◆ Requirement ◆
The word "forward" appears in some lines of the entries. Say how many, and give nothing but the number.

######

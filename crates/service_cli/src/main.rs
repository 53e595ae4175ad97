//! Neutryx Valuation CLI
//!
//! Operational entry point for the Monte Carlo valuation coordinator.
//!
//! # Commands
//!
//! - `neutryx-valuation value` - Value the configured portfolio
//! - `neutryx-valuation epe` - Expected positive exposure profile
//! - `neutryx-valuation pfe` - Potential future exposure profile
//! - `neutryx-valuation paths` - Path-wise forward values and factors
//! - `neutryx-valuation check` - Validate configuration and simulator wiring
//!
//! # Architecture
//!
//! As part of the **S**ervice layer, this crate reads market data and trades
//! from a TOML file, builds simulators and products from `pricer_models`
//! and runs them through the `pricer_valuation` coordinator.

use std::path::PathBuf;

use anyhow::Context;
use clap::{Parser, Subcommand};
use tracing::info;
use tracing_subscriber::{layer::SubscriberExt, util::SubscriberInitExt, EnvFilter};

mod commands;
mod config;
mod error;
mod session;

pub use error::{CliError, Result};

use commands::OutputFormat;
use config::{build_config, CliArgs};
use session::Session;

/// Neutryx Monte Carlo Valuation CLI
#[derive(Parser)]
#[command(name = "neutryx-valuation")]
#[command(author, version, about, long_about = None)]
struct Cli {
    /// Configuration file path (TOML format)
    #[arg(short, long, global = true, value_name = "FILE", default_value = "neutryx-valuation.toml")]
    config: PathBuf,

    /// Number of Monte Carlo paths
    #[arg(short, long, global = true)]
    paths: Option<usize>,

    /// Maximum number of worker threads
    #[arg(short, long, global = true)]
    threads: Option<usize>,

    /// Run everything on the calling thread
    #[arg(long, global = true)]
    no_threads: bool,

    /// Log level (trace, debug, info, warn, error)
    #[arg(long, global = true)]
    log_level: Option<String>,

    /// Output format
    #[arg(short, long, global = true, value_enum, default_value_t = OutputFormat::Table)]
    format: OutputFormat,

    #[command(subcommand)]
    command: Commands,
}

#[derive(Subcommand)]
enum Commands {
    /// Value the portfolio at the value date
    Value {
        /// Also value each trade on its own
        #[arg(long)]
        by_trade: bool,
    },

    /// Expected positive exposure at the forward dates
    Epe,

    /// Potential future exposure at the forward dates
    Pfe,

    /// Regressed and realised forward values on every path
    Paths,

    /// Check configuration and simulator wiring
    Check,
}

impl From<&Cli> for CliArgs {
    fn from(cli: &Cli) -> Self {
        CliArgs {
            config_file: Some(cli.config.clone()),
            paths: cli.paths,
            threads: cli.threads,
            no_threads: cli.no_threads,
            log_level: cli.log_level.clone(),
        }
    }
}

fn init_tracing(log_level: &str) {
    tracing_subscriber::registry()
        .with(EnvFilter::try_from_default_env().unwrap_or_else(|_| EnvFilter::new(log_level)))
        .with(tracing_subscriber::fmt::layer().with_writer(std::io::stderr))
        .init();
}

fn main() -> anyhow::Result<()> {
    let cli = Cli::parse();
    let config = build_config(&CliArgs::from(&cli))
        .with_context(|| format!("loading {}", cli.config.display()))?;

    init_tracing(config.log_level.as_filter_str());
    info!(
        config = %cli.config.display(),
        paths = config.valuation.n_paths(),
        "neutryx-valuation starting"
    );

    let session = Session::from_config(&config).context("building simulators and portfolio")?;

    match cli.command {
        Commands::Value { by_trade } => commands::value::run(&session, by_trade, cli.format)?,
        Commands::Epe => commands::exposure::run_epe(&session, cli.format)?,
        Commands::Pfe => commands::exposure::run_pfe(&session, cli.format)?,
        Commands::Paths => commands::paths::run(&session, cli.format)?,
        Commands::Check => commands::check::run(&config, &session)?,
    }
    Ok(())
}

######

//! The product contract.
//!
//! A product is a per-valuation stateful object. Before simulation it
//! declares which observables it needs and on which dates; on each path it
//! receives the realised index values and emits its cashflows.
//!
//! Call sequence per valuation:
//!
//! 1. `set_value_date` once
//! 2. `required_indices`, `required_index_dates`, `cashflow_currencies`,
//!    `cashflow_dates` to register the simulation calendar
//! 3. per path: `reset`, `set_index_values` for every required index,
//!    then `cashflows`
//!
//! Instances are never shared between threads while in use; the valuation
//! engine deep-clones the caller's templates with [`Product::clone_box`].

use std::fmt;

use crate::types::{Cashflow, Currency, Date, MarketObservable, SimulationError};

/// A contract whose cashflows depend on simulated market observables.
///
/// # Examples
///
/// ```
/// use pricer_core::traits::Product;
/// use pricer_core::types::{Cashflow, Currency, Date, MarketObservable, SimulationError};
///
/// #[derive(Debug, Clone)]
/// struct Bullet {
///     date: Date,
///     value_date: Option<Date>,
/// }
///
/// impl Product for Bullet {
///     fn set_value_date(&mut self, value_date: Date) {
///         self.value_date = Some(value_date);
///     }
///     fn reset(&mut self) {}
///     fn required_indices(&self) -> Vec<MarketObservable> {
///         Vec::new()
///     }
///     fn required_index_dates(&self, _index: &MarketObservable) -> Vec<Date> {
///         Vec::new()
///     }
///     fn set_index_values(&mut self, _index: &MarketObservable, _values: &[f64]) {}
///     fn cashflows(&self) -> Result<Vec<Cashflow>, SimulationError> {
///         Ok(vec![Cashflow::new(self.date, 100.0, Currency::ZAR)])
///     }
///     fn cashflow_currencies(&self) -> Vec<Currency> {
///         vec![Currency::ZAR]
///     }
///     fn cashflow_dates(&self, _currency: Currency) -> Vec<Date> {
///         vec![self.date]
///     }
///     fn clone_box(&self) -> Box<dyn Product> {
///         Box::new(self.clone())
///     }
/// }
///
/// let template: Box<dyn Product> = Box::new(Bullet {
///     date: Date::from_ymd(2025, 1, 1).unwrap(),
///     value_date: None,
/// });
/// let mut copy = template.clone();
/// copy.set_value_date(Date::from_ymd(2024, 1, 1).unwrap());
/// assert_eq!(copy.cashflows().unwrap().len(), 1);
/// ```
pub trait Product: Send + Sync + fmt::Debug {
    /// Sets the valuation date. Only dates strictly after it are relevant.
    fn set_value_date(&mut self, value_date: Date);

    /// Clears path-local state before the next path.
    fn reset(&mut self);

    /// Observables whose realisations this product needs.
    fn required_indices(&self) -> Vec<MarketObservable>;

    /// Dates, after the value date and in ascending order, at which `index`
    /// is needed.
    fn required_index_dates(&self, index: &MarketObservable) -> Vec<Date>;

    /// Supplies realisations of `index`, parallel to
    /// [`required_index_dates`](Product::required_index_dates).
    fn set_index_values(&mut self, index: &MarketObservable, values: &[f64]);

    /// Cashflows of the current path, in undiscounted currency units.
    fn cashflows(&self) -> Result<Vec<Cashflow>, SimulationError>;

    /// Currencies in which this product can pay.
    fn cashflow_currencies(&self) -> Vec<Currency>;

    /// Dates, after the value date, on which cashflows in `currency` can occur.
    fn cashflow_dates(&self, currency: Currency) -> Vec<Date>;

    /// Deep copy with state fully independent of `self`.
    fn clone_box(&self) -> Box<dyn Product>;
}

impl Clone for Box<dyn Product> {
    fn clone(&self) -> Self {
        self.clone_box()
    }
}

######

◆ Answer to the exercise ◆
4